Fernando Correia (1942-2024)

O jornalista, professor e investigador Fernando Correia foi diretor editorial da revista "Jornalismo & Jornalistas", do Clube de Jornalistas, desde a primeira edição, durante mais de 20 anos. Fotografia: Inácio Ludgero

Fernando Correia, jornalista, professor e investigador na área dos media e jornalismo, morreu na sexta-feira, dia 1 de março, aos 81 anos. O velório realiza-se na segunda-feira, 4 de março, entre as 10h e 15h, na igreja de Santa Joana Princesa, em Lisboa. O funeral está marcado para as 15h30, no cemitério do Alto de São João.

Fernando António Pinheiro Correia nasceu em Coimbra, em Julho de 1942. Publicou os primeiros artigos no final da década de 1950, nos suplementos juvenis do Diário de Lisboa e do República e tornou-se jornalista profissional em 1965. Foi redactor do Diário Popular entre 1966 e 1973 e do Diário de Lisboa entre 1973 e 1974. Foi membro do secretariado de redação da revista Seara Nova entre 1969 e 1974 e integrou a equipa que lançou a edição (legal) do semanário Avante! como subchefe de redação, entre 1974 e 1986.

No dia 25 de Abril de 1974 estava preso no Forte de Caxias por oposição ao Estado Novo, tal como muitos outros intelectuais. Saiu da prisão diretamente para a redação do Diário de Lisboa, onde escreveu uma reportagem inesquecível sobre o último dia passado na prisão.

Licenciou-se em Filosofia pela Faculdade de Letras da Universidade de Lisboa e concluiu o mestrado no ISCTE – Instituto Universitário de Lisboa em Comunicação, Cultura e Tecnologia. Foi docente universitário e investigador de História, Sociologia e Sócio-Economia dos media, do jornalismo e dos jornalistas, deixando vasta obra publicada.
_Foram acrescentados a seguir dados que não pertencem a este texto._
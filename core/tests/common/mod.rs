// tests/common/mod.rs
#![allow(dead_code)] // Each test binary uses a different subset of these helpers

use async_trait::async_trait;
use chrono::Utc;
use once_cell::sync::Lazy;
use std::sync::Arc;
use storefront::error::{ShopError, StoreError};
use storefront::models::{Identity, NewUserRecord, Order, OrderId, OrderItem, OrderStatus, Product, ProductId, UserId};
use storefront::pipeline::{ContextData, Handler, PipelineControl};
use storefront::store::memory::{MemoryCatalog, MemoryOrders, MemoryUsers};
use storefront::store::{OrderStore, OrderTransaction, StoreResult, UserStore};
use storefront::{Accounts, Checkout, MemorySessionStore, Session, SessionStore};
use tracing::Level;

// --- Tracing ---
static TRACING_INIT: Lazy<()> = Lazy::new(|| {
  tracing_subscriber::fmt()
    .with_max_level(Level::DEBUG)
    .with_test_writer()
    .try_init()
    .ok();
});

pub fn setup_tracing() {
  Lazy::force(&TRACING_INIT);
}

// --- Pipeline fixtures ---
#[derive(Clone, Debug, Default)]
pub struct TestContext {
  pub counter: i32,
  pub message: String,
  pub steps_executed: Vec<String>,
  pub should_stop_at: Option<String>,
}

pub fn create_simple_handler(step_name: &'static str, message_to_append: &'static str) -> Handler<TestContext> {
  Box::new(move |ctx: ContextData<TestContext>| {
    Box::pin(async move {
      let mut guard = ctx.write();
      guard.counter += 1;
      guard.message.push_str(message_to_append);
      guard.steps_executed.push(step_name.to_string());
      if guard.should_stop_at.as_deref() == Some(step_name) {
        return Ok::<_, ShopError>(PipelineControl::Stop);
      }
      Ok(PipelineControl::Continue)
    })
  })
}

pub fn create_failing_handler(step_name: &'static str, error_message: &'static str) -> Handler<TestContext> {
  Box::new(move |ctx: ContextData<TestContext>| {
    Box::pin(async move {
      ctx.write().steps_executed.push(step_name.to_string());
      Err::<PipelineControl, _>(ShopError::Internal(error_message.to_string()))
    })
  })
}

// --- Shop fixtures ---
pub fn product(id: ProductId, name: &str, price: i64) -> Product {
  Product {
    id,
    name: name.to_string(),
    description: format!("{} description", name),
    price,
    created_at: Utc::now(),
  }
}

/// Every store wired up in memory, sharing state with the services built on top.
pub struct TestShop {
  pub catalog: Arc<MemoryCatalog>,
  pub orders: Arc<MemoryOrders>,
  pub users: Arc<MemoryUsers>,
  pub sessions: Arc<MemorySessionStore>,
  pub checkout: Checkout,
  pub accounts: Accounts,
}

impl TestShop {
  pub fn new() -> Self {
    let orders = Arc::new(MemoryOrders::new());
    Self::with_orders(orders.clone(), orders)
  }

  /// Checkout writes through `order_store`; `orders` is still the inspectable one.
  pub fn with_orders(orders: Arc<MemoryOrders>, order_store: Arc<dyn OrderStore>) -> Self {
    let catalog = Arc::new(MemoryCatalog::new());
    let users = Arc::new(MemoryUsers::new());
    Self {
      checkout: Checkout::new(catalog.clone(), order_store),
      accounts: Accounts::new(users.clone()),
      catalog,
      orders,
      users,
      sessions: Arc::new(MemorySessionStore::new()),
    }
  }

  pub fn stock(&self, products: &[Product]) {
    for p in products {
      self.catalog.insert(p.clone());
    }
  }

  pub fn session(&self, id: &str) -> Session {
    let store: Arc<dyn SessionStore> = self.sessions.clone();
    Session::new(id, store)
  }

  pub async fn member(&self, username: &str) -> Identity {
    let user = self
      .users
      .create(NewUserRecord {
        username: username.to_string(),
        email: format!("{}@example.com", username),
        password_hash: "unused".to_string(),
        is_staff: false,
      })
      .await
      .expect("fixture user");
    Identity::from(&user)
  }
}

// --- An order store whose writes fail part-way through ---
pub struct FailingOrders {
  pub inner: Arc<MemoryOrders>,
  /// Item writes succeed this many times, then fail.
  pub items_before_failure: usize,
}

struct FailingTransaction {
  inner: Box<dyn OrderTransaction>,
  remaining: usize,
}

#[async_trait]
impl OrderTransaction for FailingTransaction {
  async fn create_order(&mut self, owner: UserId) -> StoreResult<Order> {
    self.inner.create_order(owner).await
  }

  async fn create_order_item(
    &mut self,
    order: &Order,
    product: &Product,
    quantity: u32,
    price: i64,
  ) -> StoreResult<OrderItem> {
    if self.remaining == 0 {
      return Err(StoreError::Backend {
        source: anyhow::anyhow!("simulated write failure"),
      });
    }
    self.remaining -= 1;
    self.inner.create_order_item(order, product, quantity, price).await
  }

  async fn commit(self: Box<Self>) -> StoreResult<()> {
    self.inner.commit().await
  }
}

#[async_trait]
impl OrderStore for FailingOrders {
  async fn begin(&self) -> StoreResult<Box<dyn OrderTransaction>> {
    Ok(Box::new(FailingTransaction {
      inner: self.inner.begin().await?,
      remaining: self.items_before_failure,
    }))
  }

  async fn find_order(&self, id: OrderId) -> StoreResult<Option<Order>> {
    self.inner.find_order(id).await
  }

  async fn orders_for_user(&self, user: UserId) -> StoreResult<Vec<Order>> {
    self.inner.orders_for_user(user).await
  }

  async fn set_status(&self, id: OrderId, status: OrderStatus) -> StoreResult<Order> {
    self.inner.set_status(id, status).await
  }
}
Foi diretor editorial da revista Jornalismo & Jornalistas, do Clube de Jornalistas, desde o primeiro número, em 2000. Em simultâneo, dirigiu a licenciatura em Comunicação e Jornalismo da Universidade Lusófona de Humanidades e Tecnologias, entre 2008 e 2012, leccionou em cursos de pós-graduação e mestrado, orientou teses e participou em júris. Formador no Cenjor, foi também membro fundador do Centro de Investigação Media e Jornalismo (CIMJ) e da Associação Portuguesa de Ciências da Comunicação (SOPCOM).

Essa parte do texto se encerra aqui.